Itu adalah makam ibunya.

Tatapannya terlihat sendu, dengan jemarinya yang terus menaburi makam ibunya dengan bunga yang harum nya cukup menyengat.

Setelah selesai ia pun berjongkok, mengecup batu nisan berwarna coklat muda itu, kemudian menghela nafas.

"Maafkan Reyhan......" Bisiknya pelan, meski ia tahu tak ada satupun yang akan membalas bisikannya.

"Reyhan masih belum bisa menemukan dimana kakak saat ini....."

"Dan Reyhan masih benar-benar tak tahu mengapa dia mengkhianati kita dulu......."

"Andai kakak tidak mengkhianati keluarga kita, mungkin ibu dan ayah masih ada untuk Reyhan."

Semenit kemudian ia pun terdiam, menciptakan hening yang cukup panjang. Satu-satunya yang terdengar hanyalah gemericik hujan.

Ia tak peduli.

Meski pakaiannya kini basah kuyup, ia tak peduli.

Walaupun ia akan jatuh sakit dan istrinya akan memarahinya karena itu, ia tak peduli.

Bagi Reyhan sekarang hanyalah waktu heningnya dengan makam ibunya. Membayangkan betapa indahnya kehidupan yang ia miliki di masa lampau.

Yang semuanya berubah semenjak kakaknya 'mengkhianati' mereka.

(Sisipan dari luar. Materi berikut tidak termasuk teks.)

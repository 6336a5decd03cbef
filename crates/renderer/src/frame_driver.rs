//! Per-frame orchestration.
//!
//! [`FrameDriver`] owns the render settings, the loaded scene and every
//! piece of frame state, and sequences them against a [`RenderPipeline`].
//! Each call to [`FrameDriver::draw_frame`] runs, in order:
//!
//! 1. Scene-change check, with a full teardown and rebuild on mismatch
//! 2. Accumulation reset decision and sample budget
//! 3. Frame acquisition and uniform upload
//! 4. Camera update, which invalidates the *next* frame
//! 5. Benchmark bookkeeping
//! 6. Drawing through the pipeline, then the overlay with fresh statistics

use ash::vk;
use tracer_core::{Error, Result};
use tracer_platform::{Action, InputEvent, KeyCode, MouseButton, WindowHost};
use tracer_scene::ModelViewController;
use tracing::{debug, info};

use crate::accumulation::{AccumulationCounters, Accumulator, PendingInvalidation};
use crate::benchmark::{BenchmarkController, BenchmarkStep};
use crate::pipeline::{DeviceIdle, FrameTarget, Overlay, RenderPath, RenderPipeline, Statistics};
use crate::scene_selector::SceneSelector;
use crate::settings::RenderSettings;
use crate::ubo::UniformBufferObject;

/// Camera translation speed in world units per second.
pub const CAMERA_SPEED: f64 = 10.0;

pub struct FrameDriver<P: RenderPipeline> {
    pipeline: P,
    overlay: Option<P::Overlay>,

    settings: RenderSettings,
    /// Settings as they were when the previous frame's samples were taken
    previous_settings: RenderSettings,

    scenes: SceneSelector,
    camera: ModelViewController,
    has_sky: bool,

    accumulator: Accumulator,
    invalidation: PendingInvalidation,
    benchmark: BenchmarkController,

    /// Host time of the last rendered frame
    time: f64,
    wireframe: bool,
    swapchain_dirty: bool,
    statistics: Statistics,
}

impl<P: RenderPipeline> FrameDriver<P> {
    /// Load the requested scene and build the swapchain.
    ///
    /// # Errors
    /// Fails if `settings.scene_index` is outside the registry, if the scene
    /// cannot be built, or if any pipeline call fails.
    pub fn new(
        pipeline: P,
        settings: RenderSettings,
        scenes: SceneSelector,
        host: &impl WindowHost,
    ) -> Result<Self> {
        scenes.check_index(settings.scene_index)?;

        let mut driver = Self {
            pipeline,
            overlay: None,
            previous_settings: settings.clone(),
            settings,
            scenes,
            camera: ModelViewController::new(),
            has_sky: true,
            accumulator: Accumulator::new(),
            invalidation: PendingInvalidation::default(),
            benchmark: BenchmarkController::new(),
            time: host.time(),
            wireframe: false,
            swapchain_dirty: false,
            statistics: Statistics::default(),
        };

        let idle = driver.wait_idle()?;
        driver.load_scene(driver.settings.scene_index, &idle)?;
        driver.create_swapchain(host)?;
        driver.previous_settings = driver.settings.clone();

        Ok(driver)
    }

    /// Draw one frame.
    ///
    /// Does nothing once the host is closing. A frame that changes scene
    /// only rebuilds; drawing resumes on the next call.
    pub fn draw_frame(&mut self, host: &mut impl WindowHost) -> Result<()> {
        if host.is_closing() {
            return Ok(());
        }

        if self.swapchain_dirty {
            let extent = host.framebuffer_size();
            if extent.width == 0 || extent.height == 0 {
                // Minimized
                return Ok(());
            }
            self.recreate_swapchain(&*host)?;
        }

        if self.scenes.active_index() != Some(self.settings.scene_index) {
            return self.change_scene(&*host, self.settings.scene_index);
        }

        self.settings.clamp_field_of_view();
        let force_reset = self.invalidation.take();
        let counters = self
            .accumulator
            .advance(&self.settings, &self.previous_settings, force_reset);
        self.previous_settings = self.settings.clone();

        let Some(target) = self.pipeline.acquire_frame()? else {
            debug!("Swapchain out of date on acquire");
            self.swapchain_dirty = true;
            return Ok(());
        };

        // The pose is latched here, before this frame's camera update
        let uniforms = UniformBufferObject::new(
            self.camera.model_view(),
            self.aspect_ratio(),
            &self.settings,
            counters,
            self.has_sky,
        );

        self.render(host, &target, &uniforms, counters)?;

        if self.pipeline.present(target)? {
            debug!("Swapchain suboptimal on present");
            self.swapchain_dirty = true;
        }

        Ok(())
    }

    fn render(
        &mut self,
        host: &mut impl WindowHost,
        target: &FrameTarget,
        uniforms: &UniformBufferObject,
        counters: AccumulationCounters,
    ) -> Result<()> {
        let previous_time = self.time;
        self.time = host.time();
        let time_delta = self.time - previous_time;

        let moved = self.camera.update_camera(CAMERA_SPEED, time_delta);
        self.invalidation.merge(moved);

        let benchmark = self.benchmark.update(
            &mut self.settings,
            self.scenes.scene_count(),
            self.scenes.scene_name(),
            self.time,
            previous_time,
            counters.samples_this_frame,
        );
        if benchmark.step == BenchmarkStep::Terminate {
            host.close();
        }

        let path = if self.settings.is_ray_traced {
            RenderPath::RayTraced
        } else {
            RenderPath::Rasterized {
                wireframe: self.wireframe,
            }
        };
        let scene = self
            .scenes
            .scene()
            .ok_or_else(|| Error::Internal("no scene is loaded".to_string()))?;
        self.pipeline.render(target, path, uniforms, scene)?;

        self.statistics = self.frame_statistics(&*host, time_delta, counters);
        if let Some(overlay) = self.overlay.as_mut() {
            overlay.render(target, &self.statistics, &mut self.settings)?;
        }

        Ok(())
    }

    fn frame_statistics(
        &self,
        host: &impl WindowHost,
        time_delta: f64,
        counters: AccumulationCounters,
    ) -> Statistics {
        let mut statistics = Statistics {
            framebuffer_size: host.framebuffer_size(),
            ..Statistics::default()
        };
        // Rates need a positive frame time; the sample count does not
        let has_time = time_delta > 0.0;
        if has_time {
            statistics.frame_rate = (1.0 / time_delta) as f32;
        }
        if self.settings.is_ray_traced {
            statistics.total_samples = counters.total_samples;
            if has_time {
                let extent = self.pipeline.swapchain_extent();
                let pixels = f64::from(extent.width) * f64::from(extent.height);
                statistics.ray_rate = (pixels * f64::from(counters.samples_this_frame)
                    / (time_delta * 1_000_000_000.0)) as f32;
            }
        }
        statistics
    }

    fn aspect_ratio(&self) -> f32 {
        let extent = self.pipeline.swapchain_extent();
        extent.width as f32 / extent.height.max(1) as f32
    }

    fn wait_idle(&mut self) -> Result<DeviceIdle> {
        self.pipeline.wait_idle()?;
        Ok(DeviceIdle::new())
    }

    /// Tear down everything tied to the current scene and load `index`.
    fn change_scene(&mut self, host: &impl WindowHost, index: usize) -> Result<()> {
        // Validated before anything is torn down
        self.scenes.check_index(index)?;

        let idle = self.wait_idle()?;
        self.delete_swapchain(&idle);
        self.pipeline.delete_acceleration_structures(&idle);
        self.load_scene(index, &idle)?;
        self.create_swapchain(host)
    }

    /// Load scene `index`, reset everything derived from the old one and
    /// build its acceleration structures.
    fn load_scene(&mut self, index: usize, idle: &DeviceIdle) -> Result<()> {
        let camera = self.scenes.load(index, idle)?;

        self.settings.apply_camera_state(&camera);
        self.camera.reset(camera.model_view);
        self.has_sky = camera.has_sky;
        self.benchmark.reset_scene();
        self.invalidation.invalidate();

        let scene = self
            .scenes
            .scene()
            .ok_or_else(|| Error::Internal("scene vanished after load".to_string()))?;
        self.pipeline.create_acceleration_structures(scene)?;
        self.scenes.mark_resident()
    }

    fn create_swapchain(&mut self, host: &impl WindowHost) -> Result<()> {
        let extent = host.framebuffer_size();
        self.pipeline.create_swapchain(extent)?;
        self.overlay = Some(self.pipeline.create_overlay(&self.settings)?);
        self.invalidation.invalidate();
        self.swapchain_dirty = false;

        self.check_framebuffer_size(host)
    }

    fn delete_swapchain(&mut self, idle: &DeviceIdle) {
        self.overlay = None;
        self.pipeline.delete_swapchain(idle);
    }

    fn recreate_swapchain(&mut self, host: &impl WindowHost) -> Result<()> {
        let idle = self.wait_idle()?;
        self.delete_swapchain(&idle);
        self.create_swapchain(host)
    }

    /// Benchmark results are only comparable at the exact requested
    /// resolution.
    fn check_framebuffer_size(&self, host: &impl WindowHost) -> Result<()> {
        let config = host.config();
        if !(self.settings.benchmark && config.fullscreen) {
            return Ok(());
        }

        let actual = host.framebuffer_size();
        if actual.width != config.width || actual.height != config.height {
            return Err(Error::FramebufferSizeMismatch {
                requested: (config.width, config.height),
                actual: (actual.width, actual.height),
            });
        }
        Ok(())
    }

    /// Release the swapchain, acceleration structures and scene.
    pub fn shutdown(&mut self) -> Result<()> {
        let idle = self.wait_idle()?;
        self.delete_swapchain(&idle);
        self.pipeline.delete_acceleration_structures(&idle);
        self.scenes.unload(&idle);
        info!("Frame driver shut down");
        Ok(())
    }

    /// The framebuffer was resized; rebuild the swapchain next frame.
    pub fn on_resize(&mut self) {
        self.swapchain_dirty = true;
    }

    /// Route an input event to the matching handler.
    pub fn handle_input(&mut self, host: &mut impl WindowHost, event: InputEvent) {
        match event {
            InputEvent::Key { key, action } => self.on_key(host, key, action),
            InputEvent::CursorMoved { x, y } => self.on_cursor_position(x, y),
            InputEvent::MouseButton { button, action } => self.on_mouse_button(button, action),
        }
    }

    pub fn on_key(&mut self, host: &mut impl WindowHost, key: KeyCode, action: Action) {
        if self.overlay_captures_keyboard() {
            return;
        }

        if action == Action::Press {
            if key == KeyCode::Escape {
                host.close();
            }

            if !self.settings.benchmark {
                match key {
                    KeyCode::F1 => self.settings.show_settings = !self.settings.show_settings,
                    KeyCode::F2 => self.settings.show_overlay = !self.settings.show_overlay,
                    KeyCode::KeyR => self.settings.is_ray_traced = !self.settings.is_ray_traced,
                    KeyCode::KeyP => self.wireframe = !self.wireframe,
                    _ => {}
                }
            }
        }

        if !self.settings.benchmark {
            let moved = self.camera.on_key(key, action);
            self.invalidation.merge(moved);
        }
    }

    pub fn on_cursor_position(&mut self, x: f64, y: f64) {
        if self.settings.benchmark
            || self.overlay_captures_keyboard()
            || self.overlay_captures_mouse()
        {
            return;
        }
        let moved = self.camera.on_cursor_position(x, y);
        self.invalidation.merge(moved);
    }

    pub fn on_mouse_button(&mut self, button: MouseButton, action: Action) {
        if self.settings.benchmark || self.overlay_captures_mouse() {
            return;
        }
        let moved = self.camera.on_mouse_button(button, action);
        self.invalidation.merge(moved);
    }

    fn overlay_captures_keyboard(&self) -> bool {
        self.overlay
            .as_ref()
            .is_some_and(|overlay| overlay.wants_to_capture_keyboard())
    }

    fn overlay_captures_mouse(&self) -> bool {
        self.overlay
            .as_ref()
            .is_some_and(|overlay| overlay.wants_to_capture_mouse())
    }

    pub fn settings(&self) -> &RenderSettings {
        &self.settings
    }

    /// Settings for synchronous edits between frames.
    pub fn settings_mut(&mut self) -> &mut RenderSettings {
        &mut self.settings
    }

    pub fn counters(&self) -> AccumulationCounters {
        self.accumulator.counters()
    }

    pub fn is_invalidated(&self) -> bool {
        self.invalidation.is_pending()
    }

    pub fn benchmark(&self) -> &BenchmarkController {
        &self.benchmark
    }

    pub fn scenes(&self) -> &SceneSelector {
        &self.scenes
    }

    pub fn camera(&self) -> &ModelViewController {
        &self.camera
    }

    pub fn pipeline(&self) -> &P {
        &self.pipeline
    }

    pub fn statistics(&self) -> &Statistics {
        &self.statistics
    }

    pub fn is_wireframe(&self) -> bool {
        self.wireframe
    }

    pub fn swapchain_extent(&self) -> vk::Extent2D {
        self.pipeline.swapchain_extent()
    }
}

"Kau sangat sering mengunjungi makam ibumu, ya?"

Terdengar sebuah suara bass dari luar area pemakaman, membuat Reyhan sejenak menoleh, mencari kearah sumber suara sebelum ia menatap sosok pria yang kini berdiri diluar area pemakaman, berteduh dibawah payung hitam yang kini ia genggam.

"Pastur Chris?"

Pria dengan surai coklat klimis itu hanya tersenyum. "Senang kau masih mengingatku, Reyhan."

Reyhan tak berkutik sedikitpun dari posisinya, tatapannya kosong kearah pria yang ia panggil dengan gelar 'pastur' itu.

"Apa yang kau inginkan?" Tanya nya.

Chris terkekeh sejenak. "Kau benar-benar tahu bahwa aku disini bukan untuk sekedar berkunjung." Tuturnya.

"Katakan!"

"Baiklah, kalau kau memaksa." Chris pun membuang ludah sejenak sebelum kembali menatap datar kearah Reyhan.

"Dalam waktu dekat, kau akan bertemu dengan kakakmu lagi." Ucapan itu sukses membuat Reyhan menautkan sebelah alisnya.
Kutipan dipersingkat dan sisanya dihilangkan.